**Problem to solve**
Look in the material below for the line with "async fn test_get_streams_for_unknown_title_has_no_servers()" and the line with "let no_episode = PlayRequest", then set down exactly those two lines and all lines between, nothing more.

**Records for the task**

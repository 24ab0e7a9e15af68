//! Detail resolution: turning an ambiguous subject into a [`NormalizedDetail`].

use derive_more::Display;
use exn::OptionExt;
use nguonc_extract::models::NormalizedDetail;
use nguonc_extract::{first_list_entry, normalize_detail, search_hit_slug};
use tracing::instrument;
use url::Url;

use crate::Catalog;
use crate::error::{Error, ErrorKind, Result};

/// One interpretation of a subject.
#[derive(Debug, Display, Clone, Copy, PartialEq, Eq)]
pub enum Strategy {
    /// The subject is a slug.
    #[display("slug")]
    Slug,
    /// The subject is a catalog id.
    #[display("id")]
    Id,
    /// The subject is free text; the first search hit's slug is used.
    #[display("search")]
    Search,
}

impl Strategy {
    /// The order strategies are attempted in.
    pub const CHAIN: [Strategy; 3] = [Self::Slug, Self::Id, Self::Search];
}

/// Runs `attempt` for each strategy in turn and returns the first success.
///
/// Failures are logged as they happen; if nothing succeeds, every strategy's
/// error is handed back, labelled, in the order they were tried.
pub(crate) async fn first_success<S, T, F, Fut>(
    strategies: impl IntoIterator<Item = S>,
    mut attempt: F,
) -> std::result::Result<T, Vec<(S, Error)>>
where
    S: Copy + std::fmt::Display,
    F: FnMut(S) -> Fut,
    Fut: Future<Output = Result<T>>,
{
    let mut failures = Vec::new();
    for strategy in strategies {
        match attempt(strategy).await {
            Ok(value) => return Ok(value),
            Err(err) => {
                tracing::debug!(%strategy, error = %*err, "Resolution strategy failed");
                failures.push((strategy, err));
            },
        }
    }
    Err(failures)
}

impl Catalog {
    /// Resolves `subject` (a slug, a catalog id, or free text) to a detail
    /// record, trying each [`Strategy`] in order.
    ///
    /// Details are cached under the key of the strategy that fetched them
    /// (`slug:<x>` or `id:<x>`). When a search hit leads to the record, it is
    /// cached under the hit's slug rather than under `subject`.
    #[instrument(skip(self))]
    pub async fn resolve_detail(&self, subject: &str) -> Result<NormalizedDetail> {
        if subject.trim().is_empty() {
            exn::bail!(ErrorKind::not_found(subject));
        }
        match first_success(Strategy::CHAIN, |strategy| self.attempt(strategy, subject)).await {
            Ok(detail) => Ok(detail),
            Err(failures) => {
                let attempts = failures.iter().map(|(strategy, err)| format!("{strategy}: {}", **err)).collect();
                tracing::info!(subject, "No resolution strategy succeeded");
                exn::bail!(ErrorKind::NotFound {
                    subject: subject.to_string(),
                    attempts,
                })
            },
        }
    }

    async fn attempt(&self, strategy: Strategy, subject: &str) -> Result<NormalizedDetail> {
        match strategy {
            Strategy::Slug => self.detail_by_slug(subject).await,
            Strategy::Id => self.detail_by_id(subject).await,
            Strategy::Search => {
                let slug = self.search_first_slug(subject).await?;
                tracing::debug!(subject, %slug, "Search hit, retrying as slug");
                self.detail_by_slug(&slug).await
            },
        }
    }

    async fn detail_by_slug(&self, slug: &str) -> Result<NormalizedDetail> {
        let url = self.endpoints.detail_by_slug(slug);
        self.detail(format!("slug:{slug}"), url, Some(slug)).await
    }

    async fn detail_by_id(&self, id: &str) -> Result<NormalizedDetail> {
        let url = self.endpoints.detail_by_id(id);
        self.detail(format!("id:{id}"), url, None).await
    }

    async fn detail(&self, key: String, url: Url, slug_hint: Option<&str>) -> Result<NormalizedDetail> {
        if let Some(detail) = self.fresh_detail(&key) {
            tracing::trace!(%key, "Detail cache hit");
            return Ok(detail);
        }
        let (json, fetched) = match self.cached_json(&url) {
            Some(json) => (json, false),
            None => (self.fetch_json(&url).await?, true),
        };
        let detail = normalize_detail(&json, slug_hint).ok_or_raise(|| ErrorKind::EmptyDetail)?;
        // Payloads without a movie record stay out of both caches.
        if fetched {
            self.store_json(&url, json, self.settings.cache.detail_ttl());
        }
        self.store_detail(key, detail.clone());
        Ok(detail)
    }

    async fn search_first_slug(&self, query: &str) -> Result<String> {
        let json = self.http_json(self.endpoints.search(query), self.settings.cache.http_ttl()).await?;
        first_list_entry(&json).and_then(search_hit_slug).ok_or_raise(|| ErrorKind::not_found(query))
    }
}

---

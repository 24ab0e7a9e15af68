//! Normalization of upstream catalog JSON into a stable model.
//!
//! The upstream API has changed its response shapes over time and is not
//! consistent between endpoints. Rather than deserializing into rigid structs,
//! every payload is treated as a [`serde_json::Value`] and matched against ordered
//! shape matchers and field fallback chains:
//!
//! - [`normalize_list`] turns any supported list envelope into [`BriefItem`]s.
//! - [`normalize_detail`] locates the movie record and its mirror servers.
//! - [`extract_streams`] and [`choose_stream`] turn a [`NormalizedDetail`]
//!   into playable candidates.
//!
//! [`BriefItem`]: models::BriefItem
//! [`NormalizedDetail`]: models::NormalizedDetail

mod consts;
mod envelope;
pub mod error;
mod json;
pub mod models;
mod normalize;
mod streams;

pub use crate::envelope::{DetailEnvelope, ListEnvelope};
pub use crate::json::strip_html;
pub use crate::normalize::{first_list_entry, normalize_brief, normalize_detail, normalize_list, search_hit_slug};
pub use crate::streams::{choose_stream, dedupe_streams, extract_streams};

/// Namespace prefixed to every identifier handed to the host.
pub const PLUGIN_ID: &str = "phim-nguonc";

* * *

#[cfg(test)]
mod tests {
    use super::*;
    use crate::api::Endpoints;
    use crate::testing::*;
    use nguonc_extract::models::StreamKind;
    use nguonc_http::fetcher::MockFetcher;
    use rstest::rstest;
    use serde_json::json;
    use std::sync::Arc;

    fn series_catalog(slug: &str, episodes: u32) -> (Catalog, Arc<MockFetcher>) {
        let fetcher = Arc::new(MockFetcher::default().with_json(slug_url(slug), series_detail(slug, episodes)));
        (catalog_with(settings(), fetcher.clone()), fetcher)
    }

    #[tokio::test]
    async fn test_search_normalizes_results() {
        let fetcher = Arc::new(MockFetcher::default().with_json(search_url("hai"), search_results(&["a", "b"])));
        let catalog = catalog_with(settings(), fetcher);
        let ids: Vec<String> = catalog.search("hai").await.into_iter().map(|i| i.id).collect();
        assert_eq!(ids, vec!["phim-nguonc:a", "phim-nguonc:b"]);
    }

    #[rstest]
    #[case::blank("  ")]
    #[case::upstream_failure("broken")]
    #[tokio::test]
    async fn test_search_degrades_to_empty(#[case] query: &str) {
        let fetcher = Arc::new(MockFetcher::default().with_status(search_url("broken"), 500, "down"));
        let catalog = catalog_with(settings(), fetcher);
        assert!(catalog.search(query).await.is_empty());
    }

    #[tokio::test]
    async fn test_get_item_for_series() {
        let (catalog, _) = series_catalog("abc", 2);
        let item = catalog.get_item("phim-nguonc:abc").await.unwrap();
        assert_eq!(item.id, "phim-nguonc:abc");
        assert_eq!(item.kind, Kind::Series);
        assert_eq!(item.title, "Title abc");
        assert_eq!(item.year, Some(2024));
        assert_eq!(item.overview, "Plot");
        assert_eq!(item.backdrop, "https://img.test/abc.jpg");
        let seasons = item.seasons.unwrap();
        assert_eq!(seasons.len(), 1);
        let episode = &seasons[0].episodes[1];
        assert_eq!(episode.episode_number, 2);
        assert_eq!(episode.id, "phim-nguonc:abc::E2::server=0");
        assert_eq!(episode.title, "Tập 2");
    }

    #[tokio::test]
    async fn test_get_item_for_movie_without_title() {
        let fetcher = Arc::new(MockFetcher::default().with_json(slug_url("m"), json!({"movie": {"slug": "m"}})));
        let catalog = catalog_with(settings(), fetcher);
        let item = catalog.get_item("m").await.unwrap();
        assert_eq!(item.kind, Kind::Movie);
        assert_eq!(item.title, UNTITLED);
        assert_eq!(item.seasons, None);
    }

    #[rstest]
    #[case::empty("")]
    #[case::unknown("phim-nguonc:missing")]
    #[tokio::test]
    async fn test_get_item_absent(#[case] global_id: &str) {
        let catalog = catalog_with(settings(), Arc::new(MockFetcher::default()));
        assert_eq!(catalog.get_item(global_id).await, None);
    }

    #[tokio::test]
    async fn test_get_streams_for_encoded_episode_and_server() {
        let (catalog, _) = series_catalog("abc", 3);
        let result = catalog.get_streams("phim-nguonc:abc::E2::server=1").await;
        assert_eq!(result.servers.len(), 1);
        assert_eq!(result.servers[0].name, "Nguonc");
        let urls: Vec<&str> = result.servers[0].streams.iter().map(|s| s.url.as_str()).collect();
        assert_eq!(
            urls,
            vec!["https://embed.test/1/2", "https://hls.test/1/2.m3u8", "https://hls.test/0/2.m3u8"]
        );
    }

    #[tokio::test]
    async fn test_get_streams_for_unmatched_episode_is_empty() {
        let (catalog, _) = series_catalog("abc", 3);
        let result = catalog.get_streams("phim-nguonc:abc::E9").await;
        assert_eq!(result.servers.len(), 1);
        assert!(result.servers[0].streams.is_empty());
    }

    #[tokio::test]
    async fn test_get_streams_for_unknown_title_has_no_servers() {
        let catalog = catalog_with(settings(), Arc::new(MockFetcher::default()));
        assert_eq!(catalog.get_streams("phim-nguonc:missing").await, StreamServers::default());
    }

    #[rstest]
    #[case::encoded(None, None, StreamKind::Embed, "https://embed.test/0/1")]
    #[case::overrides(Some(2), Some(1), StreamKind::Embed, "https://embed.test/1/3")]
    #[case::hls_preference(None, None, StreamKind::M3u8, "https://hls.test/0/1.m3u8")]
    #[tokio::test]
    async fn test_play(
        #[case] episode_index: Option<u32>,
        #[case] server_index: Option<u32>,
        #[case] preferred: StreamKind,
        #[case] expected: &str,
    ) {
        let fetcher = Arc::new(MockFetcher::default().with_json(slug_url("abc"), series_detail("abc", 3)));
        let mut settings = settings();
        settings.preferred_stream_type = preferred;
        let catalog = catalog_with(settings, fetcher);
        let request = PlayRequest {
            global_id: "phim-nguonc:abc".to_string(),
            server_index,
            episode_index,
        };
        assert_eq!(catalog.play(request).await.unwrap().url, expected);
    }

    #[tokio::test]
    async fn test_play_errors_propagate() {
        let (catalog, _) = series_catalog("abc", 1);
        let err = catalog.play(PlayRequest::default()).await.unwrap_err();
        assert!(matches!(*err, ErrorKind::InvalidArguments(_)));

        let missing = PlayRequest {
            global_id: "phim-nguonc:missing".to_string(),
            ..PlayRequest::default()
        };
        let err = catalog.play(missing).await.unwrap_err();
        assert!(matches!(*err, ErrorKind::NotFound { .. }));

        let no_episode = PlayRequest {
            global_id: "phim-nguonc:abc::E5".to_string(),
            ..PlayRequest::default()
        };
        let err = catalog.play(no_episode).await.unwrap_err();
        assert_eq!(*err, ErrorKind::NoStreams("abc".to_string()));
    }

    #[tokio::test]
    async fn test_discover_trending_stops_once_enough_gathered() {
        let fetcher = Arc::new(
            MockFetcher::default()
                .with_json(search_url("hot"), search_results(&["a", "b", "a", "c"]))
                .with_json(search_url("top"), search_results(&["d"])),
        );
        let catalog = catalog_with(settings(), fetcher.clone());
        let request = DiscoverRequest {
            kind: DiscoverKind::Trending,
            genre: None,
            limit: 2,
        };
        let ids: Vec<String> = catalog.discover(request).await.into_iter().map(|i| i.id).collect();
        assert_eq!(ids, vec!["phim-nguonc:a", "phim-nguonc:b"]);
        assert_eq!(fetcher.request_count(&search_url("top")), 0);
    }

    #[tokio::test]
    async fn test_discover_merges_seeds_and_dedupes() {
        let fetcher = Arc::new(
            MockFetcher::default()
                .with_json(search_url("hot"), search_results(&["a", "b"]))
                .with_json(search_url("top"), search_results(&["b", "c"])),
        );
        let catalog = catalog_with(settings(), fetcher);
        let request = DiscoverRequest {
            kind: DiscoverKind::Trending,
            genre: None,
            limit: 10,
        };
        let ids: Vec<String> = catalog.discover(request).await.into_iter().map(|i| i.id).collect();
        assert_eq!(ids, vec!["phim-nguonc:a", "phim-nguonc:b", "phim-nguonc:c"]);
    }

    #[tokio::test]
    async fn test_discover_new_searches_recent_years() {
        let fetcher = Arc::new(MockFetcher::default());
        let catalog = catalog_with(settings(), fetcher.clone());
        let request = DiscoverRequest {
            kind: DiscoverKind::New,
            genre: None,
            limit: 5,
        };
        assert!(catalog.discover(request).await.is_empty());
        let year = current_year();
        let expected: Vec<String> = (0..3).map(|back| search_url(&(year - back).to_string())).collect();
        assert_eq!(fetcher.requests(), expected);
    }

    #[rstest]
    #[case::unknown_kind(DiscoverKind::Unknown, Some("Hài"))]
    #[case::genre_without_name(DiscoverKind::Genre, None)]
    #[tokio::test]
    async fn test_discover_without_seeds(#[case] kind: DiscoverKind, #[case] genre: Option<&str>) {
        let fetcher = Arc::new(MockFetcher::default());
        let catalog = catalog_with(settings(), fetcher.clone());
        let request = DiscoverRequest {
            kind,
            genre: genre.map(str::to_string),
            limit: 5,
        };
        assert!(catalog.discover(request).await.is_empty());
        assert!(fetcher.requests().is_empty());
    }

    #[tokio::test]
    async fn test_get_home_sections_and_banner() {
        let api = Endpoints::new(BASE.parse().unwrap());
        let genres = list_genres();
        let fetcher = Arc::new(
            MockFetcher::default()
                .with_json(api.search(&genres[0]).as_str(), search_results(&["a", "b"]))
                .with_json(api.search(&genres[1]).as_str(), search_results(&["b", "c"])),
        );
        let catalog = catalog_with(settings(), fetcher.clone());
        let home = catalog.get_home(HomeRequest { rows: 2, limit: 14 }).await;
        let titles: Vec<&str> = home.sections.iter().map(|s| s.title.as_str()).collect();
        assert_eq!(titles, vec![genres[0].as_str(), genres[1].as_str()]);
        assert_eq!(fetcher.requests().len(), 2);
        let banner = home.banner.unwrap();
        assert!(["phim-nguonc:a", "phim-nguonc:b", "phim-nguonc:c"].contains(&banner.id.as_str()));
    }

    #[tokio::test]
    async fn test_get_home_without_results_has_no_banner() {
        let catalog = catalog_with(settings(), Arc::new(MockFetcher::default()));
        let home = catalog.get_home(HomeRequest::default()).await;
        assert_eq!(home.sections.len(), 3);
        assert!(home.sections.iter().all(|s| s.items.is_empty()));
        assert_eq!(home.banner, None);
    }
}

**Answer for this exercise**
    async fn test_get_streams_for_unknown_title_has_no_servers() {
        let catalog = catalog_with(settings(), Arc::new(MockFetcher::default()));
        assert_eq!(catalog.get_streams("phim-nguonc:missing").await, StreamServers::default());
    }

    #[rstest]
    #[case::encoded(None, None, StreamKind::Embed, "https://embed.test/0/1")]
    #[case::overrides(Some(2), Some(1), StreamKind::Embed, "https://embed.test/1/3")]
    #[case::hls_preference(None, None, StreamKind::M3u8, "https://hls.test/0/1.m3u8")]
    #[tokio::test]
    async fn test_play(
        #[case] episode_index: Option<u32>,
        #[case] server_index: Option<u32>,
        #[case] preferred: StreamKind,
        #[case] expected: &str,
    ) {
        let fetcher = Arc::new(MockFetcher::default().with_json(slug_url("abc"), series_detail("abc", 3)));
        let mut settings = settings();
        settings.preferred_stream_type = preferred;
        let catalog = catalog_with(settings, fetcher);
        let request = PlayRequest {
            global_id: "phim-nguonc:abc".to_string(),
            server_index,
            episode_index,
        };
        assert_eq!(catalog.play(request).await.unwrap().url, expected);
    }

    #[tokio::test]
    async fn test_play_errors_propagate() {
        let (catalog, _) = series_catalog("abc", 1);
        let err = catalog.play(PlayRequest::default()).await.unwrap_err();
        assert!(matches!(*err, ErrorKind::InvalidArguments(_)));

        let missing = PlayRequest {
            global_id: "phim-nguonc:missing".to_string(),
            ..PlayRequest::default()
        };
        let err = catalog.play(missing).await.unwrap_err();
        assert!(matches!(*err, ErrorKind::NotFound { .. }));

        let no_episode = PlayRequest {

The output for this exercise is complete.